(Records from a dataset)
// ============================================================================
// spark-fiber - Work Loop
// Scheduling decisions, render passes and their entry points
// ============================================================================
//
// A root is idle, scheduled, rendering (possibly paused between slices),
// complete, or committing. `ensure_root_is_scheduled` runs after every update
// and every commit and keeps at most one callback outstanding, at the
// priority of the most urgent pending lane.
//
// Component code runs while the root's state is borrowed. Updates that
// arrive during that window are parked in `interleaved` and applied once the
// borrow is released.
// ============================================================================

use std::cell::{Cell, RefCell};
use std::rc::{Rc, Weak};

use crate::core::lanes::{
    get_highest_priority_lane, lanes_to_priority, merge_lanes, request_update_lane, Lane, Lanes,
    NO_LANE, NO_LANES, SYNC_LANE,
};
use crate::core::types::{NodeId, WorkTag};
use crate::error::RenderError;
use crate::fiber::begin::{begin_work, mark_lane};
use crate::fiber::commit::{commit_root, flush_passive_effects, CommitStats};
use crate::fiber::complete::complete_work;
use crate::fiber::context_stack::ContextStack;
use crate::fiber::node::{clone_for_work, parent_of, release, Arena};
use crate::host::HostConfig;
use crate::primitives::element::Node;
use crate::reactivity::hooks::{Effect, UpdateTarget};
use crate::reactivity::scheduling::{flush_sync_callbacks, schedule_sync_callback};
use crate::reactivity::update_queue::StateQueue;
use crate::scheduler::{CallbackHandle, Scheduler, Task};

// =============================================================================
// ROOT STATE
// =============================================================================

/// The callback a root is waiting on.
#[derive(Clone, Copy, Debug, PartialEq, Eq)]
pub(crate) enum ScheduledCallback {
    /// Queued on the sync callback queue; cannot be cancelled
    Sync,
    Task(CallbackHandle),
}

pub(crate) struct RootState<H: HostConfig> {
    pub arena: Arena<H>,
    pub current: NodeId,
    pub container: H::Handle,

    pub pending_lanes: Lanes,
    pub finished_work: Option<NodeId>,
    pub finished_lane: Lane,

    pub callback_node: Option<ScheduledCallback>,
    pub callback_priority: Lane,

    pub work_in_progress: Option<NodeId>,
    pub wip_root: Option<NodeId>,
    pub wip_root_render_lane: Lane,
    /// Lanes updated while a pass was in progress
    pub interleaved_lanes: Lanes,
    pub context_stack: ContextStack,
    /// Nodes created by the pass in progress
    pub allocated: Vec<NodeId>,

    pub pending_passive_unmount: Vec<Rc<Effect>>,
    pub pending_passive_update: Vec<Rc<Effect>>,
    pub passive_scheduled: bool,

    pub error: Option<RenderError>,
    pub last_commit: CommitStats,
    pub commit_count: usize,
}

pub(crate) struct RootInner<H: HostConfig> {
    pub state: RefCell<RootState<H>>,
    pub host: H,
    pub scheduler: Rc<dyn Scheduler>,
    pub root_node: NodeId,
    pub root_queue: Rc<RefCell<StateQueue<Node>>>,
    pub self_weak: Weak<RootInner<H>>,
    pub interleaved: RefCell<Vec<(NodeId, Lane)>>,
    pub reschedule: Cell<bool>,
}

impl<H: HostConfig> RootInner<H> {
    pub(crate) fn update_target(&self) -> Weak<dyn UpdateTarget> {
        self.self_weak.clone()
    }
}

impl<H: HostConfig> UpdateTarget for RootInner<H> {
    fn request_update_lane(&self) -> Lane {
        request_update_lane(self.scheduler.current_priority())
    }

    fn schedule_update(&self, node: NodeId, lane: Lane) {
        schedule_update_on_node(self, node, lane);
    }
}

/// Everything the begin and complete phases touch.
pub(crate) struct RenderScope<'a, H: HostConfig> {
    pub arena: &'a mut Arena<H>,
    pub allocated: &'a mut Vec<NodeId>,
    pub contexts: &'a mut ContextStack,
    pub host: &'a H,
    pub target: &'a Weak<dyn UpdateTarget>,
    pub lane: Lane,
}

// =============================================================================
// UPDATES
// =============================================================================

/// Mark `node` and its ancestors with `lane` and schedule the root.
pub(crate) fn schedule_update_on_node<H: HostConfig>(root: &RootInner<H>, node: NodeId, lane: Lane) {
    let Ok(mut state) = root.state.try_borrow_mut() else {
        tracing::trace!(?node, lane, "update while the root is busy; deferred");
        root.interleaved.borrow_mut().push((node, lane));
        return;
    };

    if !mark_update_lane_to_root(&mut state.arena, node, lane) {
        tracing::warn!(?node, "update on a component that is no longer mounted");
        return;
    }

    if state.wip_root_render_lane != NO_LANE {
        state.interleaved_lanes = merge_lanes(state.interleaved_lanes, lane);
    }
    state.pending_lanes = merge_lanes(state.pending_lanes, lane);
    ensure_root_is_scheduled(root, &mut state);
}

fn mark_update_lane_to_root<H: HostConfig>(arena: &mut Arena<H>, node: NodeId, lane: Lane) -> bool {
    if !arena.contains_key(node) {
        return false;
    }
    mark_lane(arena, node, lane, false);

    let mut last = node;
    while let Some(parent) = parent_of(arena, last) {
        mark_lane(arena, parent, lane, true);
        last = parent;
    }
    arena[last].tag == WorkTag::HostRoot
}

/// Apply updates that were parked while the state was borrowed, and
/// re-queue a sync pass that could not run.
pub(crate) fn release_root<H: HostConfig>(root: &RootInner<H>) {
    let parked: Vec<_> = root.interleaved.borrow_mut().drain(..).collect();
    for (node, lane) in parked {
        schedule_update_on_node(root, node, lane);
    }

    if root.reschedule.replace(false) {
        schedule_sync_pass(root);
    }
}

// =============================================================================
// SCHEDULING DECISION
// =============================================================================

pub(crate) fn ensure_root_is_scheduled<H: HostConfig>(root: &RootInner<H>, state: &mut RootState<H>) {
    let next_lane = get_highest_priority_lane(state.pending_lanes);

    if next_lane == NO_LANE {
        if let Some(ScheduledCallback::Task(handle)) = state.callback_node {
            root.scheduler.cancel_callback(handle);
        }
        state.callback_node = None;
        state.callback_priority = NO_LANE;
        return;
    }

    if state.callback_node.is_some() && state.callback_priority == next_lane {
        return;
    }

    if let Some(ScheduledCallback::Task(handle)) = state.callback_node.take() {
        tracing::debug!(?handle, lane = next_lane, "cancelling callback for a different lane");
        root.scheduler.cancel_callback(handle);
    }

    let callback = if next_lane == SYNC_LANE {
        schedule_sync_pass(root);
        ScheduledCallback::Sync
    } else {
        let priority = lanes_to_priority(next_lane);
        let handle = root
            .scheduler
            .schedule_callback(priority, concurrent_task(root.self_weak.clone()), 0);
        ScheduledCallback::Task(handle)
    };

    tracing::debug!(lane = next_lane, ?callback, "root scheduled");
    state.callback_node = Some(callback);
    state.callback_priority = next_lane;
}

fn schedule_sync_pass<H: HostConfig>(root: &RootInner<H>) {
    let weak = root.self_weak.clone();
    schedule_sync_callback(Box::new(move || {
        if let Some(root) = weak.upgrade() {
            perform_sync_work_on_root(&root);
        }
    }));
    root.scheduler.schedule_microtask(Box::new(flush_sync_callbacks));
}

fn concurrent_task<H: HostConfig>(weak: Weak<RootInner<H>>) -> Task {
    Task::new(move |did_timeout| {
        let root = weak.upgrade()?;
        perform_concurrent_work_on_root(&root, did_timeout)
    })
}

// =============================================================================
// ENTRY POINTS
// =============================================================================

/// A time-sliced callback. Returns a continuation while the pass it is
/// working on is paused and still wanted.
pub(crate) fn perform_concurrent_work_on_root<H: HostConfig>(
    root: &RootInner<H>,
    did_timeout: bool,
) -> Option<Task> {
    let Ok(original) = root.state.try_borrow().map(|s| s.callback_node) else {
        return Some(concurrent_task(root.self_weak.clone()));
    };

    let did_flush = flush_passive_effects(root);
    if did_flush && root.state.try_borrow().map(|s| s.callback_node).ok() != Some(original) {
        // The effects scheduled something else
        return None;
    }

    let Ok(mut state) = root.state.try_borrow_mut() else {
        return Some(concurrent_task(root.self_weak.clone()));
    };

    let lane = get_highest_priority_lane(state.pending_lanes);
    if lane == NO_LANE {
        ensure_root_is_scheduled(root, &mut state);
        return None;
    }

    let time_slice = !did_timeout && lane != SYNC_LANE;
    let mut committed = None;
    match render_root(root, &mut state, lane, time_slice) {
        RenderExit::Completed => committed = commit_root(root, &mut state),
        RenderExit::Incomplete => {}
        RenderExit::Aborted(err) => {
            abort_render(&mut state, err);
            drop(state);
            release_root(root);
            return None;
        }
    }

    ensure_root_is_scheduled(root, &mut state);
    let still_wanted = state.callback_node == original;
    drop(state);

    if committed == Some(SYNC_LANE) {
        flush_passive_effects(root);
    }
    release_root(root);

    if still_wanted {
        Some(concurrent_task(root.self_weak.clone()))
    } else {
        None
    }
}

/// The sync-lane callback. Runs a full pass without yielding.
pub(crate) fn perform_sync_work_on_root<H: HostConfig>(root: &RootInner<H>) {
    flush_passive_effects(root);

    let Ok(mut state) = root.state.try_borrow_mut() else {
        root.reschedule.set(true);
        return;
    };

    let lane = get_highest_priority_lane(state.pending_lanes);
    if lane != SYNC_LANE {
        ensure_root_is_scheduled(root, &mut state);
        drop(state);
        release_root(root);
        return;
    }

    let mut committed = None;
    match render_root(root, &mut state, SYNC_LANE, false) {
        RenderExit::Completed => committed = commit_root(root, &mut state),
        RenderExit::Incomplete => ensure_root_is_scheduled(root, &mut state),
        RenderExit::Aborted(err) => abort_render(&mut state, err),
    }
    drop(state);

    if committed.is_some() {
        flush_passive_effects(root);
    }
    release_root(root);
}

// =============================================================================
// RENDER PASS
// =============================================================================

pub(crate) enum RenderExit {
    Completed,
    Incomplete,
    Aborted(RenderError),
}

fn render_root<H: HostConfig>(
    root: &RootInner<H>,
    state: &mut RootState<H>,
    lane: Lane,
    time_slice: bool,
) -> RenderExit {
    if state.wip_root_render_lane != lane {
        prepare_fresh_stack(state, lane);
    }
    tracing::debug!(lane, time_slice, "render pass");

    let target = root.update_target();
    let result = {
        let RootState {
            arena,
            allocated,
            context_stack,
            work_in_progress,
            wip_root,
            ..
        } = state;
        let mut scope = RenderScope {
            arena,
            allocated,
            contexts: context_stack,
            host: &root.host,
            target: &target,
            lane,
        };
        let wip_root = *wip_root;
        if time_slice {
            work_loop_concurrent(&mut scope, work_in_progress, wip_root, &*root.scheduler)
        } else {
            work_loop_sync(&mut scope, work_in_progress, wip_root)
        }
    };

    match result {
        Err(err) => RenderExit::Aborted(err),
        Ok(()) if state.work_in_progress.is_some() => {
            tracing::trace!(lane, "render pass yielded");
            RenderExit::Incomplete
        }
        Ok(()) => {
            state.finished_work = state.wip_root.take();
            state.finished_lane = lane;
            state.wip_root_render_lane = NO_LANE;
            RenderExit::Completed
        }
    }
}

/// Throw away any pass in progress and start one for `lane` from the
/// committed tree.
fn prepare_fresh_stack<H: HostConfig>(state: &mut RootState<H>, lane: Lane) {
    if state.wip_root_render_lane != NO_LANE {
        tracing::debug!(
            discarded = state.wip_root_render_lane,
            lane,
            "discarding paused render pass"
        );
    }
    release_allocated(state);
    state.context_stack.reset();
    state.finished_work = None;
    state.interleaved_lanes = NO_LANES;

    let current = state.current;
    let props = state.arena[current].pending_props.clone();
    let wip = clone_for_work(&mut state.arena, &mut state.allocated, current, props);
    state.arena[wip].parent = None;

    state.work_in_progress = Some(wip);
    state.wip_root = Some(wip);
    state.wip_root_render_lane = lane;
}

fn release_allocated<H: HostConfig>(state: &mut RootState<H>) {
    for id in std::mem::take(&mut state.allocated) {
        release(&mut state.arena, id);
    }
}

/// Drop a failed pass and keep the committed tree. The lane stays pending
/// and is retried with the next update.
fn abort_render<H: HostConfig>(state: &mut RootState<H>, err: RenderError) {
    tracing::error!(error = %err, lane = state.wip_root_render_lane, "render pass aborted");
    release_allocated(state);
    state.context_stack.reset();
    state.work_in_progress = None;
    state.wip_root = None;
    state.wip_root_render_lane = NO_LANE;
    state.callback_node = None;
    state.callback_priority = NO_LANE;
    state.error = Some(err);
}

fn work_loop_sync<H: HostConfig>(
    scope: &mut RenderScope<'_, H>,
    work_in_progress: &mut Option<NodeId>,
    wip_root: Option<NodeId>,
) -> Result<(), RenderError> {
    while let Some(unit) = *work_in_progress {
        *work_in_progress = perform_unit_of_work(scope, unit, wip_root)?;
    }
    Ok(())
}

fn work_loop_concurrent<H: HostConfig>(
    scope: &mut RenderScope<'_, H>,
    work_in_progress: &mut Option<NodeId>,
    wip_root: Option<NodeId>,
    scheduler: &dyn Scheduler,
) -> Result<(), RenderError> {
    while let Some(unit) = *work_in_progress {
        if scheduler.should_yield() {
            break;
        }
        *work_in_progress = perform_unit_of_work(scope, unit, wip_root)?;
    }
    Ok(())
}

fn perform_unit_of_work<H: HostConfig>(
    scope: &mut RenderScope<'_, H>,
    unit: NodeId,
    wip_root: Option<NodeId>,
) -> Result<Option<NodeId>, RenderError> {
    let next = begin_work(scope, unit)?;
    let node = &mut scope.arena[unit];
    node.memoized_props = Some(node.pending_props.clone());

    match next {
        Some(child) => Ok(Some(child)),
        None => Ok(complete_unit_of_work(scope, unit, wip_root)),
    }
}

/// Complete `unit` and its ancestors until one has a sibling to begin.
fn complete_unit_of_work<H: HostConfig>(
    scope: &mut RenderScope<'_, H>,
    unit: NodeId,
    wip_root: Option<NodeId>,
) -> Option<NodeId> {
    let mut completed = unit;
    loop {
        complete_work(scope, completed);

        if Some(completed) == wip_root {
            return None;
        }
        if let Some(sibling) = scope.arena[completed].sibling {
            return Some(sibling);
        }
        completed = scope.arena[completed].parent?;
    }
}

About this exercise:
Take the entries above and copy out all lines with the string "core".

Answer section:
use crate::core::lanes::{
use crate::core::types::{NodeId, WorkTag};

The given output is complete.